_Problem to solve_: The answer must be every line of the records in which the string "CaptionSourceSelector" appears.

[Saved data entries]
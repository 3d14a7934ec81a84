//! Caption orchestration
//!
//! Decides which backend to call for a topic, normalizes the response into a
//! [`CaptionPair`], and falls back to the local catalog when the free backend
//! cannot deliver. Premium failures are reported; free failures never are.

pub mod parse;

use crate::ai::{FreeTextService, PremiumTextService};
use crate::catalog::FallbackCatalog;
use crate::models::{BackendChoice, CaptionPair, Credentials};
use crate::{Error, Result};
use tracing::{debug, error, info, warn};

/// Lifecycle of a single generation attempt.
#[derive(Debug, Clone, Copy, PartialEq, Eq)]
pub enum AttemptState {
    Idle,
    Requesting,
    Succeeded,
    FallenBack,
}

/// Caption plus the terminal state of the attempt that produced it.
#[derive(Debug, Clone, PartialEq, Eq)]
pub struct Generation {
    pub caption: CaptionPair,
    pub outcome: AttemptState,
}

struct Attempt {
    backend: BackendChoice,
    state: AttemptState,
}

impl Attempt {
    fn new(backend: BackendChoice) -> Self {
        Self {
            backend,
            state: AttemptState::Idle,
        }
    }

    fn transition(&mut self, next: AttemptState) {
        debug!(
            "[{}] caption attempt {:?} -> {:?}",
            self.backend, self.state, next
        );
        self.state = next;
    }

    fn finish(mut self, caption: CaptionPair, outcome: AttemptState) -> Generation {
        self.transition(outcome);
        Generation { caption, outcome }
    }
}

pub struct CaptionOrchestrator {
    premium: Box<dyn PremiumTextService>,
    free: Box<dyn FreeTextService>,
    catalog: FallbackCatalog,
}

impl CaptionOrchestrator {
    pub fn new(premium: Box<dyn PremiumTextService>, free: Box<dyn FreeTextService>) -> Self {
        Self {
            premium,
            free,
            catalog: FallbackCatalog::builtin(),
        }
    }

    pub fn with_catalog(mut self, catalog: FallbackCatalog) -> Self {
        self.catalog = catalog;
        self
    }

    pub fn catalog(&self) -> &FallbackCatalog {
        &self.catalog
    }

    /// Produce a caption for `topic` with the selected backend.
    ///
    /// Fails with [`Error::EmptyTopic`] for a blank topic, with
    /// [`Error::MissingCredential`] for the premium backend without a key, and
    /// with [`Error::GenerationFailed`] when the premium call fails. The free
    /// backend always yields a caption.
    pub async fn generate_caption(
        &self,
        topic: &str,
        backend: BackendChoice,
        credentials: &Credentials,
    ) -> Result<CaptionPair> {
        self.generate_with_outcome(topic, backend, credentials)
            .await
            .map(|generation| generation.caption)
    }

    pub async fn generate_with_outcome(
        &self,
        topic: &str,
        backend: BackendChoice,
        credentials: &Credentials,
    ) -> Result<Generation> {
        let topic = validate_topic(topic)?;

        match backend {
            BackendChoice::Premium => {
                let api_key = credentials
                    .get(BackendChoice::Premium)
                    .ok_or(Error::MissingCredential(BackendChoice::Premium))?;
                self.generate_premium(topic, api_key).await
            }
            BackendChoice::Free => {
                Ok(self
                    .generate_free(topic, credentials.get(BackendChoice::Free))
                    .await)
            }
        }
    }

    /// Catalog caption without any network call.
    pub fn local_caption(&self, topic: &str) -> Result<CaptionPair> {
        let topic = validate_topic(topic)?;
        let attempt = Attempt::new(BackendChoice::Free);
        Ok(attempt
            .finish(self.catalog.random_caption(topic), AttemptState::FallenBack)
            .caption)
    }

    async fn generate_premium(&self, topic: &str, api_key: &str) -> Result<Generation> {
        let mut attempt = Attempt::new(BackendChoice::Premium);
        attempt.transition(AttemptState::Requesting);

        let content = self
            .premium
            .caption_content(topic, api_key)
            .await
            .map_err(|e| {
                error!("Premium caption generation failed: {}", e);
                Error::GenerationFailed(e.to_string())
            })?;

        // An unparseable payload is not an error: it degrades to an empty pair.
        let caption = parse::run_chain(parse::PREMIUM_CHAIN, &content).unwrap_or_default();

        info!("Generated premium caption for '{}'", topic);
        Ok(attempt.finish(caption, AttemptState::Succeeded))
    }

    async fn generate_free(&self, topic: &str, api_key: Option<&str>) -> Generation {
        let mut attempt = Attempt::new(BackendChoice::Free);
        attempt.transition(AttemptState::Requesting);

        match self.free.generate_text(topic, api_key).await {
            Ok(text) => match parse::run_chain(parse::FREE_CHAIN, &text) {
                Some(caption) => {
                    info!("Generated free caption for '{}'", topic);
                    return attempt.finish(caption, AttemptState::Succeeded);
                }
                None => warn!("Free backend returned no usable lines, using catalog"),
            },
            Err(e) => warn!("Free backend failed ({}), using catalog", e),
        }

        attempt.finish(self.catalog.random_caption(topic), AttemptState::FallenBack)
    }
}

fn validate_topic(topic: &str) -> Result<&str> {
    let trimmed = topic.trim();
    if trimmed.is_empty() {
        return Err(Error::EmptyTopic);
    }
    Ok(trimmed)
}
//! Application orchestration for generating and exporting one meme.

use crate::ai::{FreeTextService, HuggingFaceTextClient, OpenAiCaptionClient, PremiumTextService};
use crate::caption::CaptionOrchestrator;
use crate::catalog::FallbackCatalog;
use crate::export::{ExportService, ExportedMeme, PngExporter};
use crate::models::{BackendChoice, CaptionPair, Config};
use crate::session::{CaptionSourceSelector, MemeSession};
use crate::templates::MemeTemplate;
use crate::Result;
use std::path::Path;
use std::time::Duration;
use tracing::{error, info};

/// Which template a run should use.
#[derive(Debug, Clone, Default, PartialEq, Eq)]
pub enum TemplateChoice {
    #[default]
    Default,
    Id(String),
    Random,
}

/// Everything the user supplies for one run.
#[derive(Debug, Clone, Default)]
pub struct GenerateRequest {
    pub topic: String,
    pub backend: Option<BackendChoice>,
    pub premium_key: Option<String>,
    pub free_key: Option<String>,
    pub template: TemplateChoice,
    pub offline: bool,
    pub top_text: Option<String>,
    pub bottom_text: Option<String>,
    pub export: bool,
}

#[derive(Debug, Clone)]
pub struct MemeOutput {
    pub template: &'static MemeTemplate,
    pub caption: CaptionPair,
    pub export: Option<ExportedMeme>,
}

/// Coordinates caption generation and image export for a session.
pub struct App {
    orchestrator: CaptionOrchestrator,
    exporter: Box<dyn ExportService>,
    selector: CaptionSourceSelector,
}

/// Injectable service bundle used to construct [`App`] in tests/harnesses.
pub struct AppServices {
    pub premium: Box<dyn PremiumTextService>,
    pub free: Box<dyn FreeTextService>,
    pub exporter: Box<dyn ExportService>,
    pub catalog: FallbackCatalog,
}

impl App {
    /// Build an app from concrete service dependencies.
    pub fn with_services(services: AppServices, selector: CaptionSourceSelector) -> Self {
        Self {
            orchestrator: CaptionOrchestrator::new(services.premium, services.free)
                .with_catalog(services.catalog),
            exporter: services.exporter,
            selector,
        }
    }

    /// Construct an app from configuration.
    pub fn new(config: &Config) -> Result<Self> {
        let timeout = Duration::from_secs(config.http_timeout_secs);

        // Reuse one HTTP connection pool across services.
        let http_client = reqwest::Client::new();

        info!(
            "Premium backend: OpenAI-compatible (model: {})",
            config.premium_model
        );
        let premium = OpenAiCaptionClient::new_with_client(
            config.premium_model.clone(),
            http_client.clone(),
            timeout,
        )
        .with_base_url(config.premium_base_url.clone());

        info!("Free backend: Hugging Face (model: {})", config.free_model);
        let free = HuggingFaceTextClient::new_with_client(
            config.free_model.clone(),
            http_client.clone(),
            timeout,
        )
        .with_base_url(config.free_base_url.clone());

        let exporter =
            PngExporter::new_with_client(Path::new(&config.output_dir), http_client, timeout)?;

        Ok(Self::with_services(
            AppServices {
                premium: Box::new(premium),
                free: Box::new(free),
                exporter: Box::new(exporter),
                catalog: FallbackCatalog::builtin(),
            },
            CaptionSourceSelector::new(config.backend, config.credentials.clone()),
        ))
    }

    pub fn orchestrator(&self) -> &CaptionOrchestrator {
        &self.orchestrator
    }

    /// Start a session seeded with the configured backend and credentials.
    pub fn session(&self) -> MemeSession {
        MemeSession::new(self.selector.clone())
    }

    /// Generate a caption for the request and optionally export the meme.
    pub async fn run(&self, request: GenerateRequest) -> Result<MemeOutput> {
        let mut session = self.session();
        info!("[{}] Session started", session.id());

        let selector = session.selector_mut();
        if let Some(backend) = request.backend {
            selector.set_backend(backend);
        }
        if let Some(key) = request.premium_key {
            selector.set_credential(BackendChoice::Premium, Some(key));
        }
        if let Some(key) = request.free_key {
            selector.set_credential(BackendChoice::Free, Some(key));
        }

        match &request.template {
            TemplateChoice::Default => {}
            TemplateChoice::Id(id) => {
                session.select_template(id)?;
            }
            TemplateChoice::Random => {
                session.select_random_template();
            }
        }

        session.set_topic(request.topic);

        let generated = if request.offline {
            session.generate_local(&self.orchestrator).map(|_| ())
        } else {
            session.generate(&self.orchestrator).await.map(|_| ())
        };
        if let Err(e) = generated {
            error!("[{}] Caption generation failed: {}", session.id(), e);
            return Err(e);
        }

        if let Some(top) = request.top_text {
            session.edit_top_text(top);
        }
        if let Some(bottom) = request.bottom_text {
            session.edit_bottom_text(bottom);
        }

        let export = if request.export {
            Some(
                self.exporter
                    .export(session.template().image_url, session.caption())
                    .await?,
            )
        } else {
            None
        };

        Ok(MemeOutput {
            template: session.template(),
            caption: session.caption().clone(),
            export,
        })
    }
}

_Result for this task_:
use crate::session::{CaptionSourceSelector, MemeSession};
    selector: CaptionSourceSelector,
    pub fn with_services(services: AppServices, selector: CaptionSourceSelector) -> Self {
            CaptionSourceSelector::new(config.backend, config.credentials.clone()),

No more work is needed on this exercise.